To do: A set of records appears below. Print them all, word for word.

(Saved data entries)
+---+

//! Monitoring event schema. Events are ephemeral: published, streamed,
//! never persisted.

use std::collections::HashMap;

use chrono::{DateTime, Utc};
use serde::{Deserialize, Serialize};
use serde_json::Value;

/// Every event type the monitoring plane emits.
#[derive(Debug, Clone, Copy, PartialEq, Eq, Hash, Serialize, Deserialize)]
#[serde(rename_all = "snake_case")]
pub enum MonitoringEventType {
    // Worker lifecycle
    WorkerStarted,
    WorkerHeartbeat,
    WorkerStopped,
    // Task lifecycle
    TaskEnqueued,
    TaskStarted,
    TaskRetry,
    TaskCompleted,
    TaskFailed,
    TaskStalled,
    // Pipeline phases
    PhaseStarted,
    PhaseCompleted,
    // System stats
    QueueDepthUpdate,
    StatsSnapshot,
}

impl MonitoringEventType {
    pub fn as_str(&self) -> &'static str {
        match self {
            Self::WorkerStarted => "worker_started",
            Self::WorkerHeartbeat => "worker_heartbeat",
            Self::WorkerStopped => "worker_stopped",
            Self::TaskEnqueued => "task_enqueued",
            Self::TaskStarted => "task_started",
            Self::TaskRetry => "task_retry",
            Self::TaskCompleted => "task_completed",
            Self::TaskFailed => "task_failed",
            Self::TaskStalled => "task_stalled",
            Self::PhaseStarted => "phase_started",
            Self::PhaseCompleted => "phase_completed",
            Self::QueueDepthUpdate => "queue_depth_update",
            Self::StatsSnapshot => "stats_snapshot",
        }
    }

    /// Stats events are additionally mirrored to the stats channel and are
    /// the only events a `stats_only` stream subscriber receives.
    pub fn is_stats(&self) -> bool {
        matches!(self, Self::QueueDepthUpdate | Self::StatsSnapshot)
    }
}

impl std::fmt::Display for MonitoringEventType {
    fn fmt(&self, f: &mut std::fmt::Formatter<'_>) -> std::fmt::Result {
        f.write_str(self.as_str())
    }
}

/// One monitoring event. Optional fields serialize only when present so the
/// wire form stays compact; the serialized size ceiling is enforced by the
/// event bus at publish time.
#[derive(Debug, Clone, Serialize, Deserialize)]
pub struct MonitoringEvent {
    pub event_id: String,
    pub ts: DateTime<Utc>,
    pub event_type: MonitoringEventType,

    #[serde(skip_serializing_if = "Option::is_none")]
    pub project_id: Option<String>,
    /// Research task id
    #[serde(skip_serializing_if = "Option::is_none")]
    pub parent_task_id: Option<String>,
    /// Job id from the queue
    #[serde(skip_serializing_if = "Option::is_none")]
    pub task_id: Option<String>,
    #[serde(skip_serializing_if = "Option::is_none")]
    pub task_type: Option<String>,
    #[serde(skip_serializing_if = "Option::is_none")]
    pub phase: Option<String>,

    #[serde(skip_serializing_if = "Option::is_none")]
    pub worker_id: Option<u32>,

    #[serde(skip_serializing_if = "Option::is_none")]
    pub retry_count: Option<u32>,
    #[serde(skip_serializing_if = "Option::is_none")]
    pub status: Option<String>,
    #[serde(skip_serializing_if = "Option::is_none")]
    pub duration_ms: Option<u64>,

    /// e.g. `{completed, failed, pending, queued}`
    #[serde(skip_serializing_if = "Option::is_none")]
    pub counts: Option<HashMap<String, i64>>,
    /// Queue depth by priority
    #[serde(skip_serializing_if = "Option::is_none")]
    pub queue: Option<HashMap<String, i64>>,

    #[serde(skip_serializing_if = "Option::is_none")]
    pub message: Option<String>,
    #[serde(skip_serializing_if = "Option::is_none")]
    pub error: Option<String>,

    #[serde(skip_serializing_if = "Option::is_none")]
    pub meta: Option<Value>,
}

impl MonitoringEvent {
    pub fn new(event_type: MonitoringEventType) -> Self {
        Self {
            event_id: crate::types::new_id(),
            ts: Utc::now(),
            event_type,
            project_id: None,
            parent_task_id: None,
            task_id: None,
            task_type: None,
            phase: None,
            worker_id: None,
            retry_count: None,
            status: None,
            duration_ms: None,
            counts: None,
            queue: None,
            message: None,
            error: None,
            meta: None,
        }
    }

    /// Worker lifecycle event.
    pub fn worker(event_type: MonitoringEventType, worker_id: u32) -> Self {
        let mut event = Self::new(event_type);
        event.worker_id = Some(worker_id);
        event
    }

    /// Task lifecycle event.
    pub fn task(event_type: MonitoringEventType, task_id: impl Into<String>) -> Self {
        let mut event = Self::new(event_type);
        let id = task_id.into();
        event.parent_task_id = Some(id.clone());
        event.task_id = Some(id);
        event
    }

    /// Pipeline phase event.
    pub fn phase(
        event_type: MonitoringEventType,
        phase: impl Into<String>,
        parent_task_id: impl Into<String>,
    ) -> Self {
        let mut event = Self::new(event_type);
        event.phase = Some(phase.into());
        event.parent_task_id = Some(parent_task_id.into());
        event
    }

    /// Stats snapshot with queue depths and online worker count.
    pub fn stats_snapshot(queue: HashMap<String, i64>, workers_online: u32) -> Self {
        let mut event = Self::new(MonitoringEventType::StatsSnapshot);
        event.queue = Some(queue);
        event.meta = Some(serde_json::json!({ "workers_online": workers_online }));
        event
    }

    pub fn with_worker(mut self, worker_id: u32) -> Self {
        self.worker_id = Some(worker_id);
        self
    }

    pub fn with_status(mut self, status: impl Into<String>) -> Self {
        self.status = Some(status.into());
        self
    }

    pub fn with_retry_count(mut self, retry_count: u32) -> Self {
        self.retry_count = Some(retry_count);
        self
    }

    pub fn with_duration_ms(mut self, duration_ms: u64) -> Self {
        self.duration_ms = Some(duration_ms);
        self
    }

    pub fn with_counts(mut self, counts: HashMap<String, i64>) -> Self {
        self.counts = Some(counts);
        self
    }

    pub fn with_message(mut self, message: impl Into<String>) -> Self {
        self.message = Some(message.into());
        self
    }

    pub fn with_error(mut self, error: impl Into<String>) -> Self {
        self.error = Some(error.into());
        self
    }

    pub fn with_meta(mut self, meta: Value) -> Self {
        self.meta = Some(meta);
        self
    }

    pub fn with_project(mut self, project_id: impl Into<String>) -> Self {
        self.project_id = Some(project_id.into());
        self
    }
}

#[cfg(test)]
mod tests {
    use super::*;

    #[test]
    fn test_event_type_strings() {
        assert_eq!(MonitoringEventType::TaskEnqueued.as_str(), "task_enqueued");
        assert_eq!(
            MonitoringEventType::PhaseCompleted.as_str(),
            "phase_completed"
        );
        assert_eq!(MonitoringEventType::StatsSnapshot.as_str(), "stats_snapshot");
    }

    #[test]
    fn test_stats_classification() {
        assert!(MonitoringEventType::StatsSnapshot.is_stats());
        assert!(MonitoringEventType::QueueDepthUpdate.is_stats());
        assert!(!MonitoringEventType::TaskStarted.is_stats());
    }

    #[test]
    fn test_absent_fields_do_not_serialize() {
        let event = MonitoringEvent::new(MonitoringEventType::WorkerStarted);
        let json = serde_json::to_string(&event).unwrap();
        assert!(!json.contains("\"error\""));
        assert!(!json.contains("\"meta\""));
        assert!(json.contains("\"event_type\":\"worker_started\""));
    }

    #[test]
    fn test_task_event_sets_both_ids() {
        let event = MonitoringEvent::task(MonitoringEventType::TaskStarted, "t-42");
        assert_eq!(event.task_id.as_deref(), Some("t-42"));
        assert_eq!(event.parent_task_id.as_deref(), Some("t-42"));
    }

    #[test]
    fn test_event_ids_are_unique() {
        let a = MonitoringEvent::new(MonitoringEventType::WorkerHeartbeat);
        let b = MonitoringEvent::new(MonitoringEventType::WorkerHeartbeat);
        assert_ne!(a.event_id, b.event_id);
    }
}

+---+

Output for this exercise:
//! Monitoring event schema. Events are ephemeral: published, streamed,
//! never persisted.

use std::collections::HashMap;

use chrono::{DateTime, Utc};
use serde::{Deserialize, Serialize};
use serde_json::Value;

/// Every event type the monitoring plane emits.
#[derive(Debug, Clone, Copy, PartialEq, Eq, Hash, Serialize, Deserialize)]
#[serde(rename_all = "snake_case")]
pub enum MonitoringEventType {
    // Worker lifecycle
    WorkerStarted,
    WorkerHeartbeat,
    WorkerStopped,
    // Task lifecycle
    TaskEnqueued,
    TaskStarted,
    TaskRetry,
    TaskCompleted,
    TaskFailed,
    TaskStalled,
    // Pipeline phases
    PhaseStarted,
    PhaseCompleted,
    // System stats
    QueueDepthUpdate,
    StatsSnapshot,
}

impl MonitoringEventType {
    pub fn as_str(&self) -> &'static str {
        match self {
            Self::WorkerStarted => "worker_started",
            Self::WorkerHeartbeat => "worker_heartbeat",
            Self::WorkerStopped => "worker_stopped",
            Self::TaskEnqueued => "task_enqueued",
            Self::TaskStarted => "task_started",
            Self::TaskRetry => "task_retry",
            Self::TaskCompleted => "task_completed",
            Self::TaskFailed => "task_failed",
            Self::TaskStalled => "task_stalled",
            Self::PhaseStarted => "phase_started",
            Self::PhaseCompleted => "phase_completed",
            Self::QueueDepthUpdate => "queue_depth_update",
            Self::StatsSnapshot => "stats_snapshot",
        }
    }

    /// Stats events are additionally mirrored to the stats channel and are
    /// the only events a `stats_only` stream subscriber receives.
    pub fn is_stats(&self) -> bool {
        matches!(self, Self::QueueDepthUpdate | Self::StatsSnapshot)
    }
}

impl std::fmt::Display for MonitoringEventType {
    fn fmt(&self, f: &mut std::fmt::Formatter<'_>) -> std::fmt::Result {
        f.write_str(self.as_str())
    }
}

/// One monitoring event. Optional fields serialize only when present so the
/// wire form stays compact; the serialized size ceiling is enforced by the
/// event bus at publish time.
#[derive(Debug, Clone, Serialize, Deserialize)]
pub struct MonitoringEvent {
    pub event_id: String,
    pub ts: DateTime<Utc>,
    pub event_type: MonitoringEventType,

    #[serde(skip_serializing_if = "Option::is_none")]
    pub project_id: Option<String>,
    /// Research task id
    #[serde(skip_serializing_if = "Option::is_none")]
    pub parent_task_id: Option<String>,
    /// Job id from the queue
    #[serde(skip_serializing_if = "Option::is_none")]
    pub task_id: Option<String>,
    #[serde(skip_serializing_if = "Option::is_none")]
    pub task_type: Option<String>,
    #[serde(skip_serializing_if = "Option::is_none")]
    pub phase: Option<String>,

    #[serde(skip_serializing_if = "Option::is_none")]
    pub worker_id: Option<u32>,

    #[serde(skip_serializing_if = "Option::is_none")]
    pub retry_count: Option<u32>,
    #[serde(skip_serializing_if = "Option::is_none")]
    pub status: Option<String>,
    #[serde(skip_serializing_if = "Option::is_none")]
    pub duration_ms: Option<u64>,

    /// e.g. `{completed, failed, pending, queued}`
    #[serde(skip_serializing_if = "Option::is_none")]
    pub counts: Option<HashMap<String, i64>>,
    /// Queue depth by priority
    #[serde(skip_serializing_if = "Option::is_none")]
    pub queue: Option<HashMap<String, i64>>,

    #[serde(skip_serializing_if = "Option::is_none")]
    pub message: Option<String>,
    #[serde(skip_serializing_if = "Option::is_none")]
    pub error: Option<String>,

    #[serde(skip_serializing_if = "Option::is_none")]
    pub meta: Option<Value>,
}

impl MonitoringEvent {
    pub fn new(event_type: MonitoringEventType) -> Self {
        Self {
            event_id: crate::types::new_id(),
            ts: Utc::now(),
            event_type,
            project_id: None,
            parent_task_id: None,
            task_id: None,
            task_type: None,
            phase: None,
            worker_id: None,
            retry_count: None,
            status: None,
            duration_ms: None,
            counts: None,
            queue: None,
            message: None,
            error: None,
            meta: None,
        }
    }

    /// Worker lifecycle event.
    pub fn worker(event_type: MonitoringEventType, worker_id: u32) -> Self {
        let mut event = Self::new(event_type);
        event.worker_id = Some(worker_id);
        event
    }

    /// Task lifecycle event.
    pub fn task(event_type: MonitoringEventType, task_id: impl Into<String>) -> Self {
        let mut event = Self::new(event_type);
        let id = task_id.into();
        event.parent_task_id = Some(id.clone());
        event.task_id = Some(id);
        event
    }

    /// Pipeline phase event.
    pub fn phase(
        event_type: MonitoringEventType,
        phase: impl Into<String>,
        parent_task_id: impl Into<String>,
    ) -> Self {
        let mut event = Self::new(event_type);
        event.phase = Some(phase.into());
        event.parent_task_id = Some(parent_task_id.into());
        event
    }

    /// Stats snapshot with queue depths and online worker count.
    pub fn stats_snapshot(queue: HashMap<String, i64>, workers_online: u32) -> Self {
        let mut event = Self::new(MonitoringEventType::StatsSnapshot);
        event.queue = Some(queue);
        event.meta = Some(serde_json::json!({ "workers_online": workers_online }));
        event
    }

    pub fn with_worker(mut self, worker_id: u32) -> Self {
        self.worker_id = Some(worker_id);
        self
    }

    pub fn with_status(mut self, status: impl Into<String>) -> Self {
        self.status = Some(status.into());
        self
    }

    pub fn with_retry_count(mut self, retry_count: u32) -> Self {
        self.retry_count = Some(retry_count);
        self
    }

    pub fn with_duration_ms(mut self, duration_ms: u64) -> Self {
        self.duration_ms = Some(duration_ms);
        self
    }

    pub fn with_counts(mut self, counts: HashMap<String, i64>) -> Self {
        self.counts = Some(counts);
        self
    }

    pub fn with_message(mut self, message: impl Into<String>) -> Self {
        self.message = Some(message.into());
        self
    }

    pub fn with_error(mut self, error: impl Into<String>) -> Self {
        self.error = Some(error.into());
        self
    }

    pub fn with_meta(mut self, meta: Value) -> Self {
        self.meta = Some(meta);
        self
    }

    pub fn with_project(mut self, project_id: impl Into<String>) -> Self {
        self.project_id = Some(project_id.into());
        self
    }
}

#[cfg(test)]
mod tests {
    use super::*;

    #[test]
    fn test_event_type_strings() {
        assert_eq!(MonitoringEventType::TaskEnqueued.as_str(), "task_enqueued");
        assert_eq!(
            MonitoringEventType::PhaseCompleted.as_str(),
            "phase_completed"
        );
        assert_eq!(MonitoringEventType::StatsSnapshot.as_str(), "stats_snapshot");
    }

    #[test]
    fn test_stats_classification() {
        assert!(MonitoringEventType::StatsSnapshot.is_stats());
        assert!(MonitoringEventType::QueueDepthUpdate.is_stats());
        assert!(!MonitoringEventType::TaskStarted.is_stats());
    }

    #[test]
    fn test_absent_fields_do_not_serialize() {
        let event = MonitoringEvent::new(MonitoringEventType::WorkerStarted);
        let json = serde_json::to_string(&event).unwrap();
        assert!(!json.contains("\"error\""));
        assert!(!json.contains("\"meta\""));
        assert!(json.contains("\"event_type\":\"worker_started\""));
    }

    #[test]
    fn test_task_event_sets_both_ids() {
        let event = MonitoringEvent::task(MonitoringEventType::TaskStarted, "t-42");
        assert_eq!(event.task_id.as_deref(), Some("t-42"));
        assert_eq!(event.parent_task_id.as_deref(), Some("t-42"));
    }

    #[test]
    fn test_event_ids_are_unique() {
        let a = MonitoringEvent::new(MonitoringEventType::WorkerHeartbeat);
        let b = MonitoringEvent::new(MonitoringEventType::WorkerHeartbeat);
        assert_ne!(a.event_id, b.event_id);
    }
}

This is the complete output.